*TASK OBJECTIVE*. Down to the last line, the material below should be reproduced exactly.

*DATA FOR THIS TASK*.
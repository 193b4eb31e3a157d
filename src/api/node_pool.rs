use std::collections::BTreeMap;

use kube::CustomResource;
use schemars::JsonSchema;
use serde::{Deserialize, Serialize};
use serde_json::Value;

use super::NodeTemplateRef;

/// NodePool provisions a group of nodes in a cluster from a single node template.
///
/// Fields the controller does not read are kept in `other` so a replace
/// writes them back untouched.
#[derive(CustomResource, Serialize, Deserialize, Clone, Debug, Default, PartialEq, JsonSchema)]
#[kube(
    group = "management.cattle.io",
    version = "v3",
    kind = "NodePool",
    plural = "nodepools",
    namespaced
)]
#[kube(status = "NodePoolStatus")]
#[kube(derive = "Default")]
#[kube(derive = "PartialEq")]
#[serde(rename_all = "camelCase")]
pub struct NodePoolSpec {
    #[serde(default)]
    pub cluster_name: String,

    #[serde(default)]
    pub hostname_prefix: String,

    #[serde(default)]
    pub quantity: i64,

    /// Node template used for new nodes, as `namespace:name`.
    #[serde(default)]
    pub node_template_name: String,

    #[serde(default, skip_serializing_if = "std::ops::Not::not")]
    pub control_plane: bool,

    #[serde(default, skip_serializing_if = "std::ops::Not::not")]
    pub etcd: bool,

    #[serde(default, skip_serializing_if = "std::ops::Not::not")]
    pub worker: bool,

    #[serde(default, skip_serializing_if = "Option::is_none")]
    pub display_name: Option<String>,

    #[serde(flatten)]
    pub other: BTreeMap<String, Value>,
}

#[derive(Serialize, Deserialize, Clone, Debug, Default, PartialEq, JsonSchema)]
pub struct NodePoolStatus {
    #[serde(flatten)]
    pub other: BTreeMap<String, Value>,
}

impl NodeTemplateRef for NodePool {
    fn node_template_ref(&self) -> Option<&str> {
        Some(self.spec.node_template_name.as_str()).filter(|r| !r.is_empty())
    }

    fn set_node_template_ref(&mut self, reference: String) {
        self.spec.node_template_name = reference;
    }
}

*COMPLETED TASK*.
repository 193b4eb31e3a157d
filename src/api/node_pool.rs
use std::collections::BTreeMap;

use kube::CustomResource;
use schemars::JsonSchema;
use serde::{Deserialize, Serialize};
use serde_json::Value;

use super::NodeTemplateRef;

/// NodePool provisions a group of nodes in a cluster from a single node template.
///
/// Fields the controller does not read are kept in `other` so a replace
/// writes them back untouched.
#[derive(CustomResource, Serialize, Deserialize, Clone, Debug, Default, PartialEq, JsonSchema)]
#[kube(
    group = "management.cattle.io",
    version = "v3",
    kind = "NodePool",
    plural = "nodepools",
    namespaced
)]
#[kube(status = "NodePoolStatus")]
#[kube(derive = "Default")]
#[kube(derive = "PartialEq")]
#[serde(rename_all = "camelCase")]
pub struct NodePoolSpec {
    #[serde(default)]
    pub cluster_name: String,

    #[serde(default)]
    pub hostname_prefix: String,

    #[serde(default)]
    pub quantity: i64,

    /// Node template used for new nodes, as `namespace:name`.
    #[serde(default)]
    pub node_template_name: String,

    #[serde(default, skip_serializing_if = "std::ops::Not::not")]
    pub control_plane: bool,

    #[serde(default, skip_serializing_if = "std::ops::Not::not")]
    pub etcd: bool,

    #[serde(default, skip_serializing_if = "std::ops::Not::not")]
    pub worker: bool,

    #[serde(default, skip_serializing_if = "Option::is_none")]
    pub display_name: Option<String>,

    #[serde(flatten)]
    pub other: BTreeMap<String, Value>,
}

#[derive(Serialize, Deserialize, Clone, Debug, Default, PartialEq, JsonSchema)]
pub struct NodePoolStatus {
    #[serde(flatten)]
    pub other: BTreeMap<String, Value>,
}

impl NodeTemplateRef for NodePool {
    fn node_template_ref(&self) -> Option<&str> {
        Some(self.spec.node_template_name.as_str()).filter(|r| !r.is_empty())
    }

    fn set_node_template_ref(&mut self, reference: String) {
        self.spec.node_template_name = reference;
    }
}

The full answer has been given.